(Note: Colin's parts are in regular text and Emma's parts are in italic.)
The moment we've been waiting on for six long months finally arrived last week! My favourite weekend of the year was upon us, Manchester Punk Festival. Back for its fourth year, it promised to be the best one yet. The festival, which in my opinion is the best in the UK, is getting bigger and bigger and is attracting more and more of the biggest punk bands from around the world. It's also attracting more and more people from not just the UK but from all other the world. This year's festival had attendees from places as far as the USA, New Zealand and South Africa – the latter where our pals and roomies Robyn and Brett had travelled from. I definitely can't complain about the four hour journey we had to get to Manchester.

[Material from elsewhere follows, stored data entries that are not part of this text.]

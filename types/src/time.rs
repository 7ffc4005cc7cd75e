//! Timestamps and the clock abstraction.
//!
//! Timestamps are Unix epoch seconds (UTC). Timelock and expiration unlock
//! conditions are evaluated against a [`Clock`], so tests can control time.

use serde::{Deserialize, Serialize};
use std::fmt;
use std::time::{SystemTime, UNIX_EPOCH};

/// A Unix timestamp in seconds since epoch (UTC).
#[derive(Clone, Copy, Debug, Default, PartialEq, Eq, PartialOrd, Ord, Hash, Serialize, Deserialize)]
pub struct Timestamp(u64);

impl Timestamp {
    /// The epoch (time zero).
    pub const EPOCH: Self = Self(0);

    pub fn new(secs: u64) -> Self {
        Self(secs)
    }

    /// Get the current system time as a `Timestamp`.
    pub fn now() -> Self {
        let secs = SystemTime::now()
            .duration_since(UNIX_EPOCH)
            .map(|d| d.as_secs())
            .unwrap_or(0);
        Self(secs)
    }

    pub fn as_secs(&self) -> u64 {
        self.0
    }

    /// Seconds elapsed since this timestamp (relative to `now`).
    pub fn elapsed_since(&self, now: Timestamp) -> u64 {
        now.0.saturating_sub(self.0)
    }

    /// Whether this timestamp + duration has passed relative to `now`.
    pub fn has_expired(&self, duration_secs: u64, now: Timestamp) -> bool {
        now.0 >= self.0.saturating_add(duration_secs)
    }

    pub fn plus_secs(&self, secs: u64) -> Self {
        Self(self.0.saturating_add(secs))
    }
}

impl fmt::Display for Timestamp {
    fn fmt(&self, f: &mut fmt::Formatter<'_>) -> fmt::Result {
        write!(f, "{}s", self.0)
    }
}

/// Source of the current time.
pub trait Clock: Send + Sync {
    fn now(&self) -> Timestamp;
}

/// The system wall clock.
#[derive(Clone, Copy, Debug, Default)]
pub struct SystemClock;

impl Clock for SystemClock {
    fn now(&self) -> Timestamp {
        Timestamp::now()
    }
}
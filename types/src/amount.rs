//! Native token amounts carried by outputs.
//!
//! The base coin amount of an output is a plain `u64`. Native tokens are
//! `u128` amounts keyed by [`TokenId`]; all arithmetic is checked.

use serde::{Deserialize, Serialize};
use std::collections::BTreeMap;

use crate::error::TypesError;
use crate::ids::TokenId;

/// A native token amount attached to an output.
#[derive(Clone, Copy, Debug, PartialEq, Eq, PartialOrd, Ord, Hash, Serialize, Deserialize)]
pub struct NativeToken {
    pub token_id: TokenId,
    pub amount: u128,
}

impl NativeToken {
    pub fn new(token_id: TokenId, amount: u128) -> Result<Self, TypesError> {
        if amount == 0 {
            return Err(TypesError::ZeroNativeTokenAmount);
        }
        Ok(Self { token_id, amount })
    }
}

/// The native tokens of one output: at most one entry per token id, sorted by id.
#[derive(Clone, Debug, Default, PartialEq, Eq, Hash, Serialize, Deserialize)]
pub struct NativeTokens(Vec<NativeToken>);

impl NativeTokens {
    /// Maximum number of distinct native tokens a single output may carry.
    pub const COUNT_MAX: usize = 64;

    pub fn new() -> Self {
        Self(Vec::new())
    }

    /// Build from a list, merging duplicate ids and enforcing the per-output limit.
    pub fn from_vec(tokens: Vec<NativeToken>) -> Result<Self, TypesError> {
        let mut sum = NativeTokensSum::default();
        for token in &tokens {
            sum.add(token.token_id, token.amount)?;
        }
        let merged = sum.into_tokens();
        if merged.len() > Self::COUNT_MAX {
            return Err(TypesError::TooManyNativeTokens {
                count: merged.len(),
                max: Self::COUNT_MAX,
            });
        }
        Ok(Self(merged))
    }

    pub fn iter(&self) -> impl Iterator<Item = &NativeToken> {
        self.0.iter()
    }

    pub fn len(&self) -> usize {
        self.0.len()
    }

    pub fn is_empty(&self) -> bool {
        self.0.is_empty()
    }

    pub fn get(&self, token_id: &TokenId) -> Option<u128> {
        self.0
            .iter()
            .find(|t| &t.token_id == token_id)
            .map(|t| t.amount)
    }
}

/// Accumulates native token amounts across many outputs.
///
/// Unlike [`NativeTokens`] there is no count limit; use [`NativeTokensSum::chunks`]
/// to split a sum into per-output lists.
#[derive(Clone, Debug, Default, PartialEq, Eq)]
pub struct NativeTokensSum(BTreeMap<TokenId, u128>);

impl NativeTokensSum {
    pub fn add(&mut self, token_id: TokenId, amount: u128) -> Result<(), TypesError> {
        let entry = self.0.entry(token_id).or_insert(0);
        *entry = entry
            .checked_add(amount)
            .ok_or(TypesError::NativeTokenOverflow)?;
        Ok(())
    }

    pub fn add_all(&mut self, tokens: &NativeTokens) -> Result<(), TypesError> {
        for token in tokens.iter() {
            self.add(token.token_id, token.amount)?;
        }
        Ok(())
    }

    /// Subtract `amount`, returning `false` (and leaving the sum unchanged) if not enough is held.
    pub fn try_sub(&mut self, token_id: &TokenId, amount: u128) -> bool {
        let Some(held) = self.0.get_mut(token_id) else {
            return amount == 0;
        };
        let Some(rest) = held.checked_sub(amount) else {
            return false;
        };
        if rest == 0 {
            self.0.remove(token_id);
        } else {
            *held = rest;
        }
        true
    }

    pub fn get(&self, token_id: &TokenId) -> u128 {
        self.0.get(token_id).copied().unwrap_or(0)
    }

    pub fn is_empty(&self) -> bool {
        self.0.is_empty()
    }

    pub fn len(&self) -> usize {
        self.0.len()
    }

    pub fn iter(&self) -> impl Iterator<Item = (&TokenId, &u128)> {
        self.0.iter()
    }

    fn into_tokens(self) -> Vec<NativeToken> {
        self.0
            .into_iter()
            .filter(|(_, amount)| *amount > 0)
            .map(|(token_id, amount)| NativeToken { token_id, amount })
            .collect()
    }

    /// Split into lists of at most [`NativeTokens::COUNT_MAX`] tokens each.
    pub fn chunks(self) -> Vec<NativeTokens> {
        self.into_tokens()
            .chunks(NativeTokens::COUNT_MAX)
            .map(|chunk| NativeTokens(chunk.to_vec()))
            .collect()
    }
}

MPF 2018 also featured some venue changes due to the festival's former home base, Sound Control, being demolished earlier this year. Now the festival has added Rebellion to its roster of venues and is also now using The Bread Shed (formerly known as Zoo) for the whole day rather than just the after party. MPF also used Gorilla, Zombie Shack, Underdog, Font Bar and The Thirsty Scholar again this year.
It feels like some time since Colin and I last saw Crazy Arm live so, as one of my longtime favourite UK punk bands, I was particularly keen to see them at night one of MPF 2018. They haven’t yet released their fourth album but perhaps we would be treated to some songs from it. Frontman Darren opened the band’s set with a gripping acapella number – he has such an awesome voice – but it wasn’t long before they’d launched into their fully rocking, fast and furious set. There were at least two new songs in there but also plenty of oldies to get the crowd singing along with fists in the air – Still To Keep, in particular, proving to be a great big singalong moment. Interestingly Darren said the band hadn’t prepared a set list, they just played! Awesome! The end of the set however featured an appearance from violinist Luke Yates, also of Sounds Of Swarmi fame, for Song Of Choice. Finishing their set with Tribes – ‘it’s a singalong innit’ – was certainly a wise move. We were now suitable pumped for our dash over to The Bread Shed!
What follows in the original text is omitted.